It’s the first and last generation of Mustangs to stray from the now mandatory design cues. Four eyes. No galloping horse. No triple taillights. I was nostalgic for the “real” Mustangs (64.5 to 73 with real long hood and relatively short front overhang) when these were new, but now I kind of miss them.
Hmm. Different people see things different ways. To my mind these marked a return to real Mustang proportions. They might not have had the galloping horsie and triple taillights, but they were much more athletic-looking than the rotund Mustang II. I never even noticed the horse had escaped from the corral….
I wonder if it’s 178k miles or did these have a six digit odometer? Those miles don’t look like they were along an easy trail. Or someone swapped out the gauge cluster and forgot to put the top of the dash back on….that’s a difficult piece to just lose like that, even in Eugene, the spiritual and fabled “Land Of The Missing Door Panel”.
I don’t know that I ever really thought about the Fairmont connection beyond that both were on the same chassis and that lots of bits are interchangeable. Looking at it now that you really mention it repeatedly, it’s so obvious, even the tail lights are very similarly designed and I wonder what made people choose a Fairmont Futura over a Mustang or vice versa back in the day when they may have been side by side in a showroom.
A $600 running car with inflated tires will always have a market, especially nowadays. If he keeps it running it won’t decrease. There’s definitely something appealing about that (I don’t mean keeping a car forever that was bought for real money, but buying a cheap heap that actually works, knowing the cost was minimal, and then using it to its fullest potential)
Do we consider the ’79 Mustang to be a malaise car or was it a point of brightness in the light at the end of that tunnel seeing as how it would go on to be considered one of the better straight-line performance buys of the next decade when properly equipped even if wire hubcaps, vinyl tops, and a six aren’t quite there yet?
No need to wonder; I just checked and thanks to eBay, it is a five digit odometer. So your theory of 178k miles may well be right; maybe even 278k? Naw; the wheezy Falcon six would have expired before then.
Although it does have some decided malaise elements, it really was a point of brightness, at least stylistically, in the sense of it being so much cleaner and honest about what it was. Clearly it was post-Brougham epoch, with all of its pretensions.

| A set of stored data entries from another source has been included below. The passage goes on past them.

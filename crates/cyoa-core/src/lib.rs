//! Cyoa Core — shared records and storage abstractions.
//!
//! This crate defines the story, page and choice records together with the
//! repository traits that the loader, the reader and the `PostgreSQL` store
//! agree on. It contains no infrastructure code.

pub mod error;
pub mod records;
pub mod repository;
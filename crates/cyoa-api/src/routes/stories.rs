//! Routes for the story reader.

use axum::extract::{Path, State};
use axum::{Json, Router, routing::get};
use tracing::instrument;

use cyoa_stories::application::query_handlers::{self, ENTRY_PAGE, StoryListView, StoryPageView};

use crate::error::ApiError;
use crate::state::AppState;

/// GET /
#[instrument(skip(state))]
async fn list_stories(State(state): State<AppState>) -> Result<Json<StoryListView>, ApiError> {
    let view = query_handlers::list_stories(&*state.story_repository).await?;
    Ok(Json(view))
}

/// GET /story/{story_id}
#[instrument(skip(state))]
async fn show_entry_page(
    State(state): State<AppState>,
    Path(story_id): Path<i32>,
) -> Result<Json<StoryPageView>, ApiError> {
    let view = query_handlers::show_page(story_id, ENTRY_PAGE, &*state.story_repository).await?;
    Ok(Json(view))
}

/// GET /story/{story_id}/{page_id}
#[instrument(skip(state))]
async fn show_page(
    State(state): State<AppState>,
    Path((story_id, page_id)): Path<(i32, i32)>,
) -> Result<Json<StoryPageView>, ApiError> {
    let view = query_handlers::show_page(story_id, page_id, &*state.story_repository).await?;
    Ok(Json(view))
}

/// Returns the router for the story reader.
pub fn router() -> Router<AppState> {
    Router::new()
        .route("/", get(list_stories))
        .route("/story/{story_id}", get(show_entry_page))
        .route("/story/{story_id}/{page_id}", get(show_page))
}
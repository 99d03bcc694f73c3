//! Cyoa Stories — the story bounded context.
//!
//! Responsible for reading story definition files, importing them into the
//! story store, and resolving the page a reader is looking at.

pub mod application;
pub mod domain;
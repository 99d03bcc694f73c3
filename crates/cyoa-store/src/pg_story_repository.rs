//! `PostgreSQL` implementation of the `StoryRepository` trait.

use async_trait::async_trait;
use sqlx::{PgPool, Postgres, Transaction};

use cyoa_core::error::DomainError;
use cyoa_core::records::{Choice, NewChoice, NewPage, Page, Story};
use cyoa_core::repository::{StoryImport, StoryRepository};

#[derive(sqlx::FromRow)]
struct StoryRow {
    story_id: i32,
    title: String,
    description: String,
}

impl From<StoryRow> for Story {
    fn from(row: StoryRow) -> Self {
        Self {
            story_id: row.story_id,
            title: row.title,
            description: row.description,
        }
    }
}

#[derive(sqlx::FromRow)]
struct PageRow {
    page_id: i32,
    story_id: i32,
    ordinal: i32,
    source_index: i32,
    text: String,
    outcome: i32,
}

impl From<PageRow> for Page {
    fn from(row: PageRow) -> Self {
        Self {
            page_id: row.page_id,
            story_id: row.story_id,
            ordinal: row.ordinal,
            source_index: row.source_index,
            text: row.text,
            outcome: row.outcome,
        }
    }
}

#[derive(sqlx::FromRow)]
struct ChoiceRow {
    choice_id: i32,
    story_id: i32,
    page_id: i32,
    text: String,
    to_page: i32,
}

impl From<ChoiceRow> for Choice {
    fn from(row: ChoiceRow) -> Self {
        Self {
            choice_id: row.choice_id,
            story_id: row.story_id,
            page_id: row.page_id,
            text: row.text,
            to_page: row.to_page,
        }
    }
}

#[allow(clippy::needless_pass_by_value)]
fn infrastructure(err: sqlx::Error) -> DomainError {
    DomainError::Infrastructure(err.to_string())
}

/// PostgreSQL-backed story repository.
#[derive(Debug, Clone)]
pub struct PgStoryRepository {
    pool: PgPool,
}

impl PgStoryRepository {
    /// Creates a new `PgStoryRepository`.
    #[must_use]
    pub fn new(pool: PgPool) -> Self {
        Self { pool }
    }
}

#[async_trait]
impl StoryRepository for PgStoryRepository {
    async fn list_stories(&self) -> Result<Vec<Story>, DomainError> {
        let rows: Vec<StoryRow> =
            sqlx::query_as("SELECT story_id, title, description FROM stories ORDER BY story_id")
                .fetch_all(&self.pool)
                .await
                .map_err(infrastructure)?;
        Ok(rows.into_iter().map(Story::from).collect())
    }

    async fn find_story(&self, story_id: i32) -> Result<Option<Story>, DomainError> {
        let row: Option<StoryRow> =
            sqlx::query_as("SELECT story_id, title, description FROM stories WHERE story_id = $1")
                .bind(story_id)
                .fetch_optional(&self.pool)
                .await
                .map_err(infrastructure)?;
        Ok(row.map(Story::from))
    }

    async fn find_page(
        &self,
        story_id: i32,
        page_id: Option<i32>,
    ) -> Result<Option<Page>, DomainError> {
        let query = match page_id {
            Some(page_id) => sqlx::query_as::<_, PageRow>(
                "SELECT page_id, story_id, ordinal, source_index, text, outcome FROM pages \
                 WHERE story_id = $1 AND page_id = $2",
            )
            .bind(story_id)
            .bind(page_id),
            None => sqlx::query_as::<_, PageRow>(
                "SELECT page_id, story_id, ordinal, source_index, text, outcome FROM pages \
                 WHERE story_id = $1 ORDER BY ordinal LIMIT 1",
            )
            .bind(story_id),
        };
        let row = query
            .fetch_optional(&self.pool)
            .await
            .map_err(infrastructure)?;
        Ok(row.map(Page::from))
    }

    async fn list_choices(&self, story_id: i32, page_id: i32) -> Result<Vec<Choice>, DomainError> {
        let rows: Vec<ChoiceRow> = sqlx::query_as(
            "SELECT choice_id, story_id, page_id, text, to_page FROM choices \
             WHERE story_id = $1 AND page_id = $2 ORDER BY choice_id",
        )
        .bind(story_id)
        .bind(page_id)
        .fetch_all(&self.pool)
        .await
        .map_err(infrastructure)?;
        Ok(rows.into_iter().map(Choice::from).collect())
    }

    async fn begin_import(&self) -> Result<Box<dyn StoryImport>, DomainError> {
        let tx = self.pool.begin().await.map_err(infrastructure)?;
        Ok(Box::new(PgStoryImport { tx }))
    }
}

/// A story import running inside one database transaction.
///
/// Dropping it without calling `commit` rolls the transaction back.
pub struct PgStoryImport {
    tx: Transaction<'static, Postgres>,
}

#[async_trait]
impl StoryImport for PgStoryImport {
    async fn create_story(&mut self, title: &str, description: &str) -> Result<i32, DomainError> {
        let (story_id,): (i32,) = sqlx::query_as(
            "INSERT INTO stories (title, description) VALUES ($1, $2) RETURNING story_id",
        )
        .bind(title)
        .bind(description)
        .fetch_one(&mut *self.tx)
        .await
        .map_err(infrastructure)?;
        Ok(story_id)
    }

    async fn create_page(&mut self, page: &NewPage<'_>) -> Result<i32, DomainError> {
        let (page_id,): (i32,) = sqlx::query_as(
            "INSERT INTO pages (story_id, ordinal, source_index, text, outcome) \
             VALUES ($1, $2, $3, $4, $5) RETURNING page_id",
        )
        .bind(page.story_id)
        .bind(page.ordinal)
        .bind(page.source_index)
        .bind(page.text)
        .bind(page.outcome)
        .fetch_one(&mut *self.tx)
        .await
        .map_err(infrastructure)?;
        Ok(page_id)
    }

    async fn create_choice(&mut self, choice: &NewChoice<'_>) -> Result<i32, DomainError> {
        let (choice_id,): (i32,) = sqlx::query_as(
            "INSERT INTO choices (story_id, page_id, text, to_page) \
             VALUES ($1, $2, $3, $4) RETURNING choice_id",
        )
        .bind(choice.story_id)
        .bind(choice.page_id)
        .bind(choice.text)
        .bind(choice.to_page)
        .fetch_one(&mut *self.tx)
        .await
        .map_err(infrastructure)?;
        Ok(choice_id)
    }

    async fn commit(self: Box<Self>) -> Result<(), DomainError> {
        let this = *self;
        this.tx.commit().await.map_err(infrastructure)
    }
}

I liked the smaller size and packaging of the Fox Mustang when they came out. But like the Fairmont, they looked, and felt cheap. And somewhat like the GM X-cars, this cheapness seemed for many the price we had to pay in future cars, with conservation and less resources seeming on-going.
High fuel prices in 1979 and some gas lines (though not as bad as in 1973) may help account for Mustang sales that year. I loved how Ford got so many derivatives off Fox. The platform was used to replace products off the Pinto, Falcon, and Torino platforms. According to Wikipedia, Ford initially planned the short wheelbase Fox to replace Pinto and Cortina, though different philosophies of Europe and North America ended the idea.
A guy in my dorm had one of these 2 doors. 2.3 Pinto 4 cylinder engine, 5 speed manual transmission, factory A/C (after all, this was Hot & Humid New Orleans!)….and no other options. No power steering, no power windows or door locks or tilt wheel or cruise control.
I drove it quite often as he liked his Coors Silver Bullets and was not a car guy.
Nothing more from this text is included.